- [WORK TO BE COMPLETED] Give back the entries exactly, ending with the "pub fn decode(msg: impl" line.

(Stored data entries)

------------------------------------------------------------------------

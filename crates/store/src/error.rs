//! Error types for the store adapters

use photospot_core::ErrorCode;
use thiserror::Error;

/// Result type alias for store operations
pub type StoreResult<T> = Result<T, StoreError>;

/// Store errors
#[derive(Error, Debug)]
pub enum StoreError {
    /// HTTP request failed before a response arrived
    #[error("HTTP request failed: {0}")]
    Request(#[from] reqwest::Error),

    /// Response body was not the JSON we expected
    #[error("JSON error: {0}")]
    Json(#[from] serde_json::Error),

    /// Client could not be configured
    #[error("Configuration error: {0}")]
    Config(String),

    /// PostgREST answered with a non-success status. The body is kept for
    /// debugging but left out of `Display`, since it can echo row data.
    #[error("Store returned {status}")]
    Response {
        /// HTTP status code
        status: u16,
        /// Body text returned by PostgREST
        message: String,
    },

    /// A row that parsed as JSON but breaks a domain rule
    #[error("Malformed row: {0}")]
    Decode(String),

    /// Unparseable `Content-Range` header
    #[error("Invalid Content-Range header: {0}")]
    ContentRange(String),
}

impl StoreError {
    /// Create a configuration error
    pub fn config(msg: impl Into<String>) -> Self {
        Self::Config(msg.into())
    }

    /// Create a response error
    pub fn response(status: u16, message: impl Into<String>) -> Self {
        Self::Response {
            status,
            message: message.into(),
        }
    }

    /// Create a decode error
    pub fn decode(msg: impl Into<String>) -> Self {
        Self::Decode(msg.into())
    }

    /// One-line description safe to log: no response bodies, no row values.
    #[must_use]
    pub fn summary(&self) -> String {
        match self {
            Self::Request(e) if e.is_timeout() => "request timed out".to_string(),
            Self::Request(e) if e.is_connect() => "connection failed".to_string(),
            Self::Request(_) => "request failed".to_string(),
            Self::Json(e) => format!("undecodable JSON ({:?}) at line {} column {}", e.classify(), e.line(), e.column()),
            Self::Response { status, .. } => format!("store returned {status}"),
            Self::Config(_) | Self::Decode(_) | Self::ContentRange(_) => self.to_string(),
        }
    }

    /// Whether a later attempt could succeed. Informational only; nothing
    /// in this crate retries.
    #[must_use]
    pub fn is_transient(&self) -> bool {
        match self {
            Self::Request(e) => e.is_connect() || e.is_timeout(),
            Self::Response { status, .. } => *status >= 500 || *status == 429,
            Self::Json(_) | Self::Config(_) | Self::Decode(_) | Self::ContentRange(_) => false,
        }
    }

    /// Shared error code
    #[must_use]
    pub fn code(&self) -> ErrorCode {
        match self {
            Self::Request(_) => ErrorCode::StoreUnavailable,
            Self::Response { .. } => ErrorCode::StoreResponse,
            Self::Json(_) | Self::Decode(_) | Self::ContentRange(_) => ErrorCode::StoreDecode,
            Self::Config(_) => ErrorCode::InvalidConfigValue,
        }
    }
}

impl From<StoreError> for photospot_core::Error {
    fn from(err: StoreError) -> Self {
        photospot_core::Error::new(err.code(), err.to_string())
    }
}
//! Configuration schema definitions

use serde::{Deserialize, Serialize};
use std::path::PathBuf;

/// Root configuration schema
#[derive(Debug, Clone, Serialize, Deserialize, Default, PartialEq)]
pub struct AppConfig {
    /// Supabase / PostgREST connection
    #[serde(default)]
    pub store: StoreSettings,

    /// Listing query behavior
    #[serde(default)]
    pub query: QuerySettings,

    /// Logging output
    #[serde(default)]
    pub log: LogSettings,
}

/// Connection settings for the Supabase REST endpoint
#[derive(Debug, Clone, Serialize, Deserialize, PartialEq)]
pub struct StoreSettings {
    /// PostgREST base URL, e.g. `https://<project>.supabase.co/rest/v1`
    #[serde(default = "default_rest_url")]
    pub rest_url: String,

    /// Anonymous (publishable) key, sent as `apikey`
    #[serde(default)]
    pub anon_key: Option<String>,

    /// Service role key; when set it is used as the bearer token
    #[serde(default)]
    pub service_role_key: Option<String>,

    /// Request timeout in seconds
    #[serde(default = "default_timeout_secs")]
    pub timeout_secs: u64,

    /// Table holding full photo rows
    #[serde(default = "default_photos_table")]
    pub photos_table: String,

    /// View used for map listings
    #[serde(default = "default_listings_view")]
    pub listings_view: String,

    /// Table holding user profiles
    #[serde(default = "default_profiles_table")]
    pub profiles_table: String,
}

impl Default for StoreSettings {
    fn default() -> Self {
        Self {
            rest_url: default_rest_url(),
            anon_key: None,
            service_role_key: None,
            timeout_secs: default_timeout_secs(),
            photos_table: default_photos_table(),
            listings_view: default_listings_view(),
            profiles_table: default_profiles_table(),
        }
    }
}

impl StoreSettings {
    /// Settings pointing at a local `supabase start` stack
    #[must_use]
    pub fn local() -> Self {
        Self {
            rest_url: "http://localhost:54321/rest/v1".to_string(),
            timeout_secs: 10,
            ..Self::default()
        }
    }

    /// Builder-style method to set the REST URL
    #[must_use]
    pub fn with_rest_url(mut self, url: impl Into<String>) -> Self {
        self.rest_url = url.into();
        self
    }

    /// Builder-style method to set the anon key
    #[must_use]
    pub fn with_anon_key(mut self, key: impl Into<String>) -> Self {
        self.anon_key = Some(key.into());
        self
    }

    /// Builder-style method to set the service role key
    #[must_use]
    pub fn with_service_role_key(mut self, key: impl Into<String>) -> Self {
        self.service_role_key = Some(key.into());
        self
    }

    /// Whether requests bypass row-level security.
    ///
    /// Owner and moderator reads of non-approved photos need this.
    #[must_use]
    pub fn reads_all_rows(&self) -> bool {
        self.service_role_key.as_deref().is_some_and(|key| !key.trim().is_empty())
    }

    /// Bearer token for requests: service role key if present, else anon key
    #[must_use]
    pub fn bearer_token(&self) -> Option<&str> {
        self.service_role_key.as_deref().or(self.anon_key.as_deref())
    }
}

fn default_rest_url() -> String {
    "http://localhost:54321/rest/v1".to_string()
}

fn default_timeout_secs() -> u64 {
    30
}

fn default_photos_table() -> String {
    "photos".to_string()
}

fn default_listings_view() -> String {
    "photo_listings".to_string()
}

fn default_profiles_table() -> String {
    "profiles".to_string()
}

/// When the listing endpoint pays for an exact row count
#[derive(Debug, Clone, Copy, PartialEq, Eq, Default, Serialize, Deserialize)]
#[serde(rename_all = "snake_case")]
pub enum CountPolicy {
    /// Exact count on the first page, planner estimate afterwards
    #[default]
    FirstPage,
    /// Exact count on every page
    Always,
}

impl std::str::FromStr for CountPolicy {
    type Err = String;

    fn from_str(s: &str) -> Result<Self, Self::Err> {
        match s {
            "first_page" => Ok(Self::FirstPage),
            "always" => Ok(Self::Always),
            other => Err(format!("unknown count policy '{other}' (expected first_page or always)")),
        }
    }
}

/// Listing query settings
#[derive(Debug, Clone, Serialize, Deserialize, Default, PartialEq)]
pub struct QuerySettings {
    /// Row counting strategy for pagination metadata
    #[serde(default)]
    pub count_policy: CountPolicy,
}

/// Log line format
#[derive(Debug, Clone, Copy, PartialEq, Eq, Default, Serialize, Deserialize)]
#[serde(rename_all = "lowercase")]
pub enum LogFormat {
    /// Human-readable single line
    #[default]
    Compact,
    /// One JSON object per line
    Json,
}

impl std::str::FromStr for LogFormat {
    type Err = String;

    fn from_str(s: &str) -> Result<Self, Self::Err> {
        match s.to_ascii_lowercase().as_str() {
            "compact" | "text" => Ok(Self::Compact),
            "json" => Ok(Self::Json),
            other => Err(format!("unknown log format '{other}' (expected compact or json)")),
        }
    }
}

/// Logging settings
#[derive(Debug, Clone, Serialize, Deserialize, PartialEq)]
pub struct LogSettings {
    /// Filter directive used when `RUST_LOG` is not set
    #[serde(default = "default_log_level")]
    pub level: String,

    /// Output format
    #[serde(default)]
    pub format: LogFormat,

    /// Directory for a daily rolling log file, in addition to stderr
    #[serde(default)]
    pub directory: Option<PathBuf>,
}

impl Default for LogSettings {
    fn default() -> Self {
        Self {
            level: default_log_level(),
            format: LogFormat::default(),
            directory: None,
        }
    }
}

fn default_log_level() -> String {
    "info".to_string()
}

------------------------------------------------------------------------

- [YOUR RESPONSE]
filename crates/store/src/error.rs
//! Error types for the store adapters

use photospot_core::ErrorCode;
use thiserror::Error;

/// Result type alias for store operations
pub type StoreResult<T> = Result<T, StoreError>;

/// Store errors
#[derive(Error, Debug)]
pub enum StoreError {
    /// HTTP request failed before a response arrived
    #[error("HTTP request failed: {0}")]
    Request(#[from] reqwest::Error),

    /// Response body was not the JSON we expected
    #[error("JSON error: {0}")]
    Json(#[from] serde_json::Error),

    /// Client could not be configured
    #[error("Configuration error: {0}")]
    Config(String),

    /// PostgREST answered with a non-success status. The body is kept for
    /// debugging but left out of `Display`, since it can echo row data.
    #[error("Store returned {status}")]
    Response {
        /// HTTP status code
        status: u16,
        /// Body text returned by PostgREST
        message: String,
    },

    /// A row that parsed as JSON but breaks a domain rule
    #[error("Malformed row: {0}")]
    Decode(String),

    /// Unparseable `Content-Range` header
    #[error("Invalid Content-Range header: {0}")]
    ContentRange(String),
}

impl StoreError {
    /// Create a configuration error
    pub fn config(msg: impl Into<String>) -> Self {
        Self::Config(msg.into())
    }

    /// Create a response error
    pub fn response(status: u16, message: impl Into<String>) -> Self {
        Self::Response {
            status,
            message: message.into(),
        }
    }

    /// Create a decode error
    pub fn decode(msg: impl Into<String>) -> Self {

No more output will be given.